Her father winced as though something hurt him, but he didn’t take his eyes from the book. “Yes, Malka?” he asked.
“Papa, today is Thursday, isn’t it?”
He raised his head and looked at her. Perhaps it was the beard, or because he worked so hard at the furrier’s where he spent his days curing animal pelts, but his face seemed more worn and sad than ever.
“Yes, daughter,” he said quietly. “Today is Thursday.”
She sat opposite him and folded her hands neatly in front of her. “Which means that tomorrow is Friday. And tomorrow night is the Sabbath.”
He smiled. “Now, Malka, when was the last time you saw your papa in a synagogue, rocking and mumbling useless prayers with the old men? This isn’t how I brought you up. You know I won’t participate in any—”

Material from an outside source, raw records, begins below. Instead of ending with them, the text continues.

use serde::{Deserialize, Serialize};
use unicode_normalization::UnicodeNormalization;

/// Whitespace policy for a string field.
#[derive(Debug, Clone, Copy, Default, PartialEq, Eq, Hash, Serialize, Deserialize)]
#[serde(rename_all = "snake_case")]
pub enum TextMode {
    /// Short mechanical text: every whitespace run becomes one space.
    #[default]
    Structured,
    /// Prose: horizontal runs collapse, paragraph breaks survive as `\n`.
    Textual,
}

/// NFC-normalizes, trims and collapses whitespace according to `mode`.
pub fn sanitize(input: &str, mode: TextMode) -> String {
    let nfc: String = input.nfc().collect();
    match mode {
        TextMode::Structured => nfc.split_whitespace().collect::<Vec<_>>().join(" "),
        TextMode::Textual => nfc
            .replace("\r\n", "\n")
            .split(['\n', '\r'])
            .map(|line| line.split_whitespace().collect::<Vec<_>>().join(" "))
            .filter(|line| !line.is_empty())
            .collect::<Vec<_>>()
            .join("\n"),
    }
}

/// Folds a value to its lookup form: lower-case alphanumerics only.
///
/// `"Rod/Staff/Wand"`, `"rod_staff_wand"` and `"ROD STAFF WAND"` all fold to
/// `"rodstaffwand"`.
pub fn fold_token(input: &str) -> String {
    input
        .nfc()
        .flat_map(char::to_lowercase)
        .filter(|c| c.is_alphanumeric())
        .collect()
}

/// `"Line of Sight"` -> `"line_of_sight"`.
pub fn to_snake(input: &str) -> String {
    let mut out = String::with_capacity(input.len());
    let mut pending_sep = false;
    for c in input.nfc() {
        if c.is_alphanumeric() {
            if pending_sep && !out.is_empty() {
                out.push('_');
            }
            pending_sep = false;
            out.extend(c.to_lowercase());
        } else {
            pending_sep = true;
        }
    }
    out
}

/// `"evocation / invocation"` -> `"Evocation / Invocation"`.
pub fn to_title(input: &str) -> String {
    input
        .split(' ')
        .filter(|w| !w.is_empty())
        .map(|word| {
            let mut chars = word.chars();
            match chars.next() {
                Some(first) => {
                    let rest: String = chars.flat_map(char::to_lowercase).collect();
                    first.to_uppercase().collect::<String>() + &rest
                }
                None => String::new(),
            }
        })
        .collect::<Vec<_>>()
        .join(" ")
}

#[cfg(test)]
mod tests {
    use super::*;

    #[test]
    fn structured_collapses_everything() {
        assert_eq!(sanitize("  Fire \n\t Ball  ", TextMode::Structured), "Fire Ball");
    }

    #[test]
    fn textual_keeps_paragraph_breaks() {
        let input = "First  line.\r\n\n\n  Second\tparagraph.  \n";
        assert_eq!(
            sanitize(input, TextMode::Textual),
            "First line.\nSecond paragraph."
        );
    }

    #[test]
    fn sanitize_applies_nfc() {
        let decomposed = "Cafe\u{301}";
        assert_eq!(sanitize(decomposed, TextMode::Structured), "Caf\u{e9}");
    }

    #[test]
    fn fold_ignores_case_and_punctuation() {
        assert_eq!(fold_token("Rod/Staff/Wand"), "rodstaffwand");
        assert_eq!(fold_token("rod_staff_wand"), fold_token("ROD STAFF WAND"));
    }

    #[test]
    fn snake_and_title() {
        assert_eq!(to_snake("Line of Sight"), "line_of_sight");
        assert_eq!(to_snake("  Distance-LOS "), "distance_los");
        assert_eq!(to_title("eVOCATION"), "Evocation");
    }
}
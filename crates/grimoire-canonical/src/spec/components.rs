use serde::{Deserialize, Serialize};
use std::fmt;

/// Verbal / somatic / material flags.
#[derive(Debug, Clone, Default, PartialEq, Eq, Serialize, Deserialize)]
pub struct SpellComponents {
    /// Verbal.
    pub verbal: bool,
    /// Somatic.
    pub somatic: bool,
    /// Material.
    pub material: bool,
    /// Original text when some tokens were not recognized.
    #[serde(default, skip_serializing_if = "Option::is_none")]
    pub raw_legacy_value: Option<String>,
}

impl SpellComponents {
    /// Flags with no legacy text.
    pub fn new(verbal: bool, somatic: bool, material: bool) -> Self {
        Self {
            verbal,
            somatic,
            material,
            raw_legacy_value: None,
        }
    }

    /// Fallback preserving `text`, with every flag cleared.
    pub fn special(text: impl Into<String>) -> Self {
        Self {
            raw_legacy_value: Some(text.into()),
            ..Default::default()
        }
    }

    /// Whether the legacy text could not be fully interpreted.
    pub fn is_special(&self) -> bool {
        self.raw_legacy_value.is_some()
    }
}

impl fmt::Display for SpellComponents {
    fn fmt(&self, f: &mut fmt::Formatter<'_>) -> fmt::Result {
        if let Some(raw) = &self.raw_legacy_value {
            return f.write_str(raw);
        }
        let letters: Vec<&str> = [
            (self.verbal, "V"),
            (self.somatic, "S"),
            (self.material, "M"),
        ]
        .iter()
        .filter(|(set, _)| *set)
        .map(|(_, letter)| *letter)
        .collect();
        if letters.is_empty() {
            f.write_str("None")
        } else {
            f.write_str(&letters.join(", "))
        }
    }
}

/// A named material component.
#[derive(Debug, Clone, Default, PartialEq, Serialize, Deserialize)]
pub struct MaterialComponent {
    /// Name as written.
    pub name: String,
    /// Quantity; 1 is the default and is omitted.
    #[serde(default, skip_serializing_if = "Option::is_none")]
    pub quantity: Option<f64>,
    /// Unit of `quantity`.
    #[serde(default, skip_serializing_if = "Option::is_none")]
    pub unit: Option<String>,
    /// Value in gold pieces.
    #[serde(default, skip_serializing_if = "Option::is_none")]
    pub gp_value: Option<f64>,
    /// Whether casting uses it up; false is the default and is omitted.
    #[serde(default, skip_serializing_if = "Option::is_none")]
    pub is_consumed: Option<bool>,
    /// Longer description.
    #[serde(default, skip_serializing_if = "Option::is_none")]
    pub description: Option<String>,
}

impl MaterialComponent {
    /// A component with only a name.
    pub fn named(name: impl Into<String>) -> Self {
        Self {
            name: name.into(),
            ..Default::default()
        }
    }

    /// Drops fields equal to their defaults (`quantity` 1, `is_consumed` false).
    pub fn lean(mut self) -> Self {
        if self.quantity == Some(1.0) {
            self.quantity = None;
        }
        if self.is_consumed == Some(false) {
            self.is_consumed = None;
        }
        self
    }
}

impl fmt::Display for MaterialComponent {
    fn fmt(&self, f: &mut fmt::Formatter<'_>) -> fmt::Result {
        f.write_str(&self.name)
    }
}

“—bourgeois religious ceremonies,” she finished with him. “Yes, I know. But I was thinking, Papa, that I would like to have a real Sabbath. The kind that you used to have with Mama. Just once. As …” Her face brightened. “As an educational experience.”
Her father sighed and closed his book. “An educational experience, hah?” he asked. “I see. How about this: If you want, on Saturday, we can go to Prospect Park. We’ll sit by the lake and feed the swans. Would you like that?”
“That would be nice,” said Malka. “But it’s not the same thing, is it?”
He shrugged. “No, Malka. You’re right. It isn’t.”
Across the alley, a clothesline squeaked as somebody pulled on it, an infant cried, and somebody cursed in a loud combination of Russian and Yiddish.
“And what brought on this sudden religious fervor?” her father asked. “You’re not going to start demanding I grow my beard to my knees and read nothing but holy books, are you?”